Dalam terjemahan Perjanjian Lama atau Tenakh ke dalam bahasa Yunani yang disebut Septuaginta dan yang dikerjakan sekitar 150 tahun sebelum Masehi oleh orang-orang Yahudi yang mukim di Mesir, tetragram (yakni 4 huruf tulisan YHVH) dialihkan dengan kyrios (artinya sama dengan adônay, Tuhan atau rabb), dan dari situ pengunaannya diambil oleh umat Kristiani dan Perjanjian Baru yang juga ditulis dalam bahasa Yunani. Sedangkan kata ’el, elôah atau elôhim dialihkan dengan kata ho theos, “dewa itu“ yang sama artinya dengan al-ilâh atau Allâh, dan demikian pula penggunaannya dalam Perjanjian Baru.
Dalam khotbah rasul Paulus di Areopagus di kota Athena, Paulus malah menghindari menyebut dewa-dewa Yunani dengan kata theoi (bentuk jamak dari theos) ketika ia menyinggung rasa religiositas orang Athena yang tinggi (Kisah para rasul 17:22). Kata yang ia pakai ialah deisidaimonesterous, yang dalam bahasa Latin diterjemahkan dengan superstitiosiores, “yang sangat percaya kepada hal-hal yang sangat luar biasa“. Jadi „dewa-dewa“ Yunani disebut Paulus sebagai daimon, yakni begu atau leyak dalam bahasa-bahasa suku Indonesia atau jinn dalam bahasa Arab. Mereka bukan dewa, sehingga kata ho theos hanya digunakan untuk menunjuk kepada Allah yang benar. Hal ini kurang diperhatikan dalam terjemahan Alkitab bahasa Indonesia yang menerjemahkan kata Yunani itu dengan „yang sangat beribadah kepada dewa-dewa“; terjemahan itu tidak tepat. Dalam bahasa Alkitab, istilah-istilah yang digunakan diperiksa dengan sangat seksama. Keseksamaan yang dialektis itu juga nampak dalam Injil Yohannes, umpamanya dalam dua ayatnya yang pertama di mana dalam terjemahan-terjemahan pembedaan di antara theos dan ho theos (ilâh dan Allâh) tidak diperhatikan. Kata (ho) theos ini hanya digunakan untuk menunjuk kepada Allah yang benar dan tidak digunakan untuk dewa-dewa orang politeis. Suatu teologi yang bersifat ilmiyah harus pekah terhadap rincian-rincian seperti itu.

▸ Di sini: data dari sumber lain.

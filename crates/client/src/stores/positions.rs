//! Team positions of an event and who holds them.

use std::collections::BTreeMap;

use courtside_shared::{Position, PositionHolder, PositionReleased, PositionTaken};

use super::RealtimeStore;
use crate::realtime::status::{self, ConnectionStatus};

#[derive(Debug, Clone, Default, PartialEq)]
pub struct PositionStore {
    positions: BTreeMap<String, Position>,
    status: ConnectionStatus,
}

/// Snapshot taken before an optimistic change, restored if the server
/// rejects it.
#[derive(Debug, Clone, PartialEq)]
pub struct PositionRollback {
    previous: Position,
}

impl PositionStore {
    pub fn get(&self, id: &str) -> Option<&Position> {
        self.positions.get(id)
    }

    pub fn positions(&self) -> impl Iterator<Item = &Position> {
        self.positions.values()
    }

    /// Positions of one team, in ID order.
    pub fn for_team<'a>(&'a self, team_id: &'a str) -> impl Iterator<Item = &'a Position> {
        self.positions.values().filter(move |p| p.team_id == team_id)
    }

    pub fn len(&self) -> usize {
        self.positions.len()
    }

    pub fn is_empty(&self) -> bool {
        self.positions.is_empty()
    }

    /// Insert or replace a position fetched over REST.
    pub fn upsert(&mut self, position: Position) -> bool {
        if self.positions.get(&position.id) == Some(&position) {
            return false;
        }
        self.positions.insert(position.id.clone(), position);
        true
    }

    /// Replace the whole set after an initial fetch or a refresh.
    pub fn set_positions(&mut self, positions: Vec<Position>) {
        self.positions = positions.into_iter().map(|p| (p.id.clone(), p)).collect();
    }

    pub fn apply_position_taken(&mut self, event: &PositionTaken) -> bool {
        let Some(position) = self.positions.get_mut(&event.position_id) else {
            return false;
        };
        let holder = event.holder();
        if position.holder.as_ref() == Some(&holder) {
            return false;
        }
        position.holder = Some(holder);
        if event.taken_at.is_some() {
            position.updated_at = event.taken_at;
        }
        true
    }

    pub fn apply_position_released(&mut self, event: &PositionReleased) -> bool {
        let Some(position) = self.positions.get_mut(&event.position_id) else {
            return false;
        };
        if position.holder.take().is_none() {
            return false;
        }
        if event.released_at.is_some() {
            position.updated_at = event.released_at;
        }
        true
    }

    /// Merge a batch pushed by the server. Positions this store has never
    /// seen are skipped; they belong to another event.
    pub fn apply_positions_updated(&mut self, positions: Vec<Position>) -> bool {
        let mut changed = false;
        for position in positions {
            if let Some(existing) = self.positions.get_mut(&position.id) {
                if *existing != position {
                    *existing = position;
                    changed = true;
                }
            }
        }
        changed
    }

    /// Mark a position as held by `holder` before the server confirms.
    pub fn apply_taken_optimistic(
        &mut self,
        position_id: &str,
        holder: PositionHolder,
    ) -> Option<PositionRollback> {
        let position = self.positions.get_mut(position_id)?;
        let previous = position.clone();
        position.holder = Some(holder);
        Some(PositionRollback { previous })
    }

    /// Clear the holder before the server confirms.
    pub fn apply_released_optimistic(&mut self, position_id: &str) -> Option<PositionRollback> {
        let position = self.positions.get_mut(position_id)?;
        let previous = position.clone();
        position.holder = None;
        Some(PositionRollback { previous })
    }

    /// Undo an optimistic change. No-op if the position has gone away since.
    pub fn rollback(&mut self, rollback: PositionRollback) -> bool {
        match self.positions.get_mut(&rollback.previous.id) {
            Some(position) if *position != rollback.previous => {
                *position = rollback.previous;
                true
            }
            _ => false,
        }
    }
}

impl RealtimeStore for PositionStore {
    fn connection_status(&self) -> ConnectionStatus {
        self.status
    }

    fn set_connection_status(&mut self, next: ConnectionStatus) -> bool {
        status::transition(&mut self.status, next)
    }

    fn reset(&mut self) {
        *self = Self::default();
    }
}

#[cfg(test)]
mod tests {
    use super::*;

    fn position(id: &str) -> Position {
        Position {
            id: id.to_string(),
            team_id: "team-1".to_string(),
            event_id: Some("event-1".to_string()),
            name: format!("Setter {}", id),
            holder: None,
            updated_at: None,
        }
    }

    fn taken(position_id: &str, user_id: &str) -> PositionTaken {
        PositionTaken {
            position_id: position_id.to_string(),
            participant_id: format!("part-{}", user_id),
            user_id: user_id.to_string(),
            display_name: Some("Alex".to_string()),
            taken_at: None,
        }
    }

    fn store() -> PositionStore {
        let mut store = PositionStore::default();
        store.set_positions(vec![position("p1"), position("p2")]);
        store
    }

    #[test]
    fn taken_then_released() {
        let mut store = store();
        assert!(store.apply_position_taken(&taken("p1", "u1")));
        assert!(store.get("p1").unwrap().is_held_by("u1"));

        assert!(store.apply_position_released(&PositionReleased {
            position_id: "p1".to_string(),
            released_at: None,
        }));
        assert!(!store.get("p1").unwrap().is_taken());
    }

    #[test]
    fn unknown_position_is_a_no_op() {
        let mut store = store();
        let before = store.clone();
        assert!(!store.apply_position_taken(&taken("p9", "u1")));
        assert!(!store.apply_position_released(&PositionReleased {
            position_id: "p9".to_string(),
            released_at: None,
        }));
        assert!(!store.apply_positions_updated(vec![position("p9")]));
        assert_eq!(store, before);
    }

    #[test]
    fn same_event_sequence_gives_same_state() {
        let events = [taken("p1", "u1"), taken("p2", "u2"), taken("p1", "u3")];
        let mut a = store();
        let mut b = store();
        for event in &events {
            a.apply_position_taken(event);
            b.apply_position_taken(event);
        }
        assert_eq!(a, b);
        assert!(a.get("p1").unwrap().is_held_by("u3"));
    }

    #[test]
    fn batch_update_merges_known_positions_only() {
        let mut store = store();
        let mut renamed = position("p2");
        renamed.name = "Libero".to_string();
        assert!(store.apply_positions_updated(vec![renamed, position("p7")]));
        assert_eq!(store.get("p2").unwrap().name, "Libero");
        assert!(store.get("p7").is_none());
        assert_eq!(store.len(), 2);
    }

    #[test]
    fn optimistic_take_rolls_back() {
        let mut store = store();
        let holder = taken("p1", "me").holder();
        let rollback = store.apply_taken_optimistic("p1", holder).unwrap();
        assert!(store.get("p1").unwrap().is_held_by("me"));

        assert!(store.rollback(rollback));
        assert!(!store.get("p1").unwrap().is_taken());
        assert!(store.apply_taken_optimistic("nope", taken("x", "me").holder()).is_none());
    }

    #[test]
    fn reset_empties_the_store() {
        let mut store = store();
        store.set_connection_status(ConnectionStatus::Connecting);
        store.reset();
        assert!(store.is_empty());
        assert_eq!(store.connection_status(), ConnectionStatus::Disconnected);
    }
}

Melihat kewaspadaan rasul Paulus dan para penulis Alkitab yang lain dalam perkataan yang mereka pilih untuk menyebut Allah, maka mengherankan benar bilamana dalam terjemahan Alkitab ke dalam bahasa Indonesia, “dewa-dewa” orang-orang politeis juga diterjemahkan dengan ‘allah-allah”. Terjemahan itu salah, baik dari sudut teologis maupun dari sudut filologis. “Dewa-dewa” itu paling boleh diterjemahkan dengan “ilah-ilah” sebagai pengganti jamak bahasa Arab yaitu âliha, atau lebih baik lagi diterjemahkan dengan “dewa-dewa”. Juga tulisan “illahi (pakai dua “l”) yang sering kita temui memang salah adanya.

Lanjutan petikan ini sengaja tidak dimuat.